O segundo conto – “Por um pé de feijão” – mostra a realidade do menino camponês que divide seu tempo entre a escola e o trabalho na roça. Depois do trabalho duro de plantar, colher e ensacar o feijão, a boa safra acaba sendo destruída por um incêndio de origem obscura. O narrador destaca a atitude do homem do campo diante das vicissitudes, que são encaradas como desígnio divino. Contudo, o menino observa o pai e aprende a ter fé e a acreditar em dias melhores, pois “quando as chuvas voltassem, lá estaria ele, plantando um novo pé de feijão” (p.35).

O terceiro conto – “O dia de São Nunca” – já estabelece relações entre o espaço rural e o urbano, pois o menino protagonista mantém contato com três jovens da cidade que fazem uma espécie de turismo no povoado. O menino exercita a imaginação, ensina e aprende, como portador do saber local e aprendiz das novidades urbanas.
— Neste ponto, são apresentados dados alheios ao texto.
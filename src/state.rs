use anyhow::{Context, Result, bail};
use chrono::{DateTime, Utc};
use intent::Resource;
use serde::{Deserialize, Serialize};
use std::collections::{BTreeMap, HashMap, HashSet};
use std::fmt;
use std::fs::{self, OpenOptions};
use std::path::{Path, PathBuf};
use std::sync::{Arc, Mutex, MutexGuard};

// ============================================================================
// Stack Identity & Lock
// ============================================================================

/// Identifies the state of one stack within a project
#[derive(Debug, Clone, PartialEq, Eq, Hash, PartialOrd, Ord, Serialize, Deserialize)]
pub struct StackKey {
    pub project: String,
    pub stack: String,
}

impl StackKey {
    pub fn new(project: impl Into<String>, stack: impl Into<String>) -> Self {
        Self {
            project: project.into(),
            stack: stack.into(),
        }
    }
}

impl fmt::Display for StackKey {
    fn fmt(&self, f: &mut fmt::Formatter<'_>) -> fmt::Result {
        write!(f, "{}/{}", self.project, self.stack)
    }
}

/// Exclusive hold on a stack's state; released on drop
pub struct StateLock {
    stack: StackKey,
    release: Option<Box<dyn FnOnce() + Send>>,
}

impl StateLock {
    pub fn new(stack: StackKey, release: impl FnOnce() + Send + 'static) -> Self {
        Self {
            stack,
            release: Some(Box::new(release)),
        }
    }

    pub fn stack(&self) -> &StackKey {
        &self.stack
    }
}

impl fmt::Debug for StateLock {
    fn fmt(&self, f: &mut fmt::Formatter<'_>) -> fmt::Result {
        f.debug_struct("StateLock").field("stack", &self.stack).finish()
    }
}

impl Drop for StateLock {
    fn drop(&mut self) {
        if let Some(release) = self.release.take() {
            release();
            log::debug!("Released state lock on {}", self.stack);
        }
    }
}

/// Persistence of applied resources, one record per resource
///
/// `save` and `remove` are called once per finished step, possibly from
/// several workers at once, so a crash mid-operation leaves state
/// consistent with what was actually done.
pub trait StateStore: Send + Sync {
    /// Recorded resources of a stack; empty when nothing was applied yet
    fn load(&self, stack: &StackKey) -> Result<Vec<Resource>>;

    /// Take the stack's exclusive lock, failing at once if it is held
    fn lock(&self, stack: &StackKey) -> Result<StateLock>;

    /// Insert or replace one resource record
    fn save(&self, stack: &StackKey, resource: &Resource) -> Result<()>;

    /// Drop one resource record; removing an absent record is not an error
    fn remove(&self, stack: &StackKey, id: &str) -> Result<()>;
}

// ============================================================================
// Snapshot
// ============================================================================

/// Everything recorded for one stack
#[derive(Debug, Serialize, Deserialize, Clone)]
#[serde(rename_all = "camelCase")]
pub struct StateSnapshot {
    /// Bumped on every mutation
    pub serial: u64,
    #[serde(default)]
    pub resources: BTreeMap<String, Resource>,
    pub updated_at: DateTime<Utc>,
}

impl Default for StateSnapshot {
    fn default() -> Self {
        Self {
            serial: 0,
            resources: BTreeMap::new(),
            updated_at: Utc::now(),
        }
    }
}

impl StateSnapshot {
    pub fn upsert(&mut self, resource: Resource) {
        self.resources.insert(resource.id.clone(), resource);
        self.touch();
    }

    pub fn remove(&mut self, id: &str) -> bool {
        let removed = self.resources.remove(id).is_some();
        if removed {
            self.touch();
        }
        removed
    }

    /// Records in ascending ID order
    pub fn to_resources(&self) -> Vec<Resource> {
        self.resources.values().cloned().collect()
    }

    fn touch(&mut self) {
        self.serial += 1;
        self.updated_at = Utc::now();
    }
}

fn lock_recover<T>(mutex: &Mutex<T>) -> MutexGuard<'_, T> {
    match mutex.lock() {
        Ok(guard) => guard,
        Err(poisoned) => poisoned.into_inner(),
    }
}

// ============================================================================
// In-memory store
// ============================================================================

/// Thread-safe state store kept in process memory
#[derive(Debug, Default)]
pub struct MemoryStateStore {
    snapshots: Mutex<HashMap<StackKey, StateSnapshot>>,
    locks: Arc<Mutex<HashSet<StackKey>>>,
}

impl MemoryStateStore {
    pub fn new() -> Self {
        Self::default()
    }

    /// Seed a stack with already-applied resources
    pub fn with_resources(self, stack: &StackKey, resources: Vec<Resource>) -> Self {
        {
            let mut snapshots = lock_recover(&self.snapshots);
            let snapshot = snapshots.entry(stack.clone()).or_default();
            for resource in resources {
                snapshot.upsert(resource);
            }
        }
        self
    }

    /// Copy of a stack's current snapshot
    pub fn snapshot(&self, stack: &StackKey) -> Option<StateSnapshot> {
        lock_recover(&self.snapshots).get(stack).cloned()
    }

    pub fn is_locked(&self, stack: &StackKey) -> bool {
        lock_recover(&self.locks).contains(stack)
    }
}

impl StateStore for MemoryStateStore {
    fn load(&self, stack: &StackKey) -> Result<Vec<Resource>> {
        Ok(lock_recover(&self.snapshots)
            .get(stack)
            .map(StateSnapshot::to_resources)
            .unwrap_or_default())
    }

    fn lock(&self, stack: &StackKey) -> Result<StateLock> {
        if !lock_recover(&self.locks).insert(stack.clone()) {
            bail!("state of {stack} is locked by another operation");
        }
        let locks = Arc::clone(&self.locks);
        let key = stack.clone();
        Ok(StateLock::new(stack.clone(), move || {
            lock_recover(&locks).remove(&key);
        }))
    }

    fn save(&self, stack: &StackKey, resource: &Resource) -> Result<()> {
        lock_recover(&self.snapshots)
            .entry(stack.clone())
            .or_default()
            .upsert(resource.clone());
        Ok(())
    }

    fn remove(&self, stack: &StackKey, id: &str) -> Result<()> {
        if let Some(snapshot) = lock_recover(&self.snapshots).get_mut(stack) {
            snapshot.remove(id);
        }
        Ok(())
    }
}

// ============================================================================
// File store
// ============================================================================

/// State store writing one JSON snapshot per stack
///
/// Layout: `<root>/<project>/<stack>/state.json`, with `state.lock` next to
/// it while an operation holds the stack.
#[derive(Debug)]
pub struct FileStateStore {
    root: PathBuf,
    // Serialises read-modify-write cycles from concurrent workers
    write: Mutex<()>,
}

impl FileStateStore {
    pub fn new(root: impl Into<PathBuf>) -> Self {
        Self {
            root: root.into(),
            write: Mutex::new(()),
        }
    }

    fn stack_dir(&self, stack: &StackKey) -> PathBuf {
        self.root.join(&stack.project).join(&stack.stack)
    }

    /// Path of a stack's snapshot file
    pub fn state_file(&self, stack: &StackKey) -> PathBuf {
        self.stack_dir(stack).join("state.json")
    }

    fn lock_file(&self, stack: &StackKey) -> PathBuf {
        self.stack_dir(stack).join("state.lock")
    }

    /// Load a snapshot, or return an empty one if the file doesn't exist
    pub fn read_snapshot(&self, stack: &StackKey) -> Result<StateSnapshot> {
        let path = self.state_file(stack);
        if !path.exists() {
            log::debug!("No state file for {stack}, starting empty");
            return Ok(StateSnapshot::default());
        }

        let content = fs::read_to_string(&path)
            .with_context(|| format!("Failed to read state file: {}", path.display()))?;
        let snapshot: StateSnapshot = serde_json::from_str(&content)
            .with_context(|| format!("Failed to parse state file: {}", path.display()))?;
        Ok(snapshot)
    }

    fn write_snapshot(&self, stack: &StackKey, snapshot: &StateSnapshot) -> Result<()> {
        let dir = self.stack_dir(stack);
        fs::create_dir_all(&dir)
            .with_context(|| format!("Failed to create state directory: {}", dir.display()))?;

        let path = self.state_file(stack);
        let tmp = path.with_extension("json.tmp");
        let content =
            serde_json::to_string_pretty(snapshot).context("Failed to serialize state to JSON")?;
        fs::write(&tmp, content)
            .with_context(|| format!("Failed to write state file: {}", tmp.display()))?;
        fs::rename(&tmp, &path)
            .with_context(|| format!("Failed to replace state file: {}", path.display()))?;

        log::debug!("Saved state of {stack} (serial {})", snapshot.serial);
        Ok(())
    }

    fn update(&self, stack: &StackKey, change: impl FnOnce(&mut StateSnapshot)) -> Result<()> {
        let _guard = lock_recover(&self.write);
        let mut snapshot = self.read_snapshot(stack)?;
        change(&mut snapshot);
        self.write_snapshot(stack, &snapshot)
    }
}

impl StateStore for FileStateStore {
    fn load(&self, stack: &StackKey) -> Result<Vec<Resource>> {
        Ok(self.read_snapshot(stack)?.to_resources())
    }

    fn lock(&self, stack: &StackKey) -> Result<StateLock> {
        let dir = self.stack_dir(stack);
        fs::create_dir_all(&dir)
            .with_context(|| format!("Failed to create state directory: {}", dir.display()))?;

        let path = self.lock_file(stack);
        OpenOptions::new()
            .write(true)
            .create_new(true)
            .open(&path)
            .with_context(|| format!("state of {stack} is locked ({})", path.display()))?;

        Ok(StateLock::new(stack.clone(), move || remove_lock_file(&path)))
    }

    fn save(&self, stack: &StackKey, resource: &Resource) -> Result<()> {
        self.update(stack, |snapshot| snapshot.upsert(resource.clone()))
    }

    fn remove(&self, stack: &StackKey, id: &str) -> Result<()> {
        self.update(stack, |snapshot| {
            snapshot.remove(id);
        })
    }
}

fn remove_lock_file(path: &Path) {
    if let Err(e) = fs::remove_file(path) {
        log::warn!("Could not remove lock file {}: {e}", path.display());
    }
}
Ele se esforça para compreender aqueles jovens forasteiros e sente o esforço deles para compreenderem o seu mundo. Para o menino, que sofre de paralisia nas pernas, esses dois mundos agora se tocam, como um novo horizonte em seus sonhos e esperanças.

Os três contos tanto agradam ao leitor maduro como podem ser lidos e comentados por jovens que se iniciam na leitura adulta. São histórias com início, meio e fim, aparentemente simples e despretensiosas, mas ricas de significados. As situações vividas pelos meninos protagonistas atraem a simpatia e a curiosidade de quem não conhece a vida do campo e certamente desperta as lembranças daqueles que, hoje metropolitanos, têm, como o próprio escritor, uma origem perdida em algum cantinho do Brasil rural. Trata-se de uma realidade que ainda existe, em plena era das parabólicas e da internet, como nichos de vida ainda não alcançados pelas transformações tecnológicas. Antônio Torres olha para essa realidade – num passado nem tão remoto assim – e, longe de esquecer suas origens e sua terra, a elas retorna por meio da ficção, inserindo-as na geografia literária.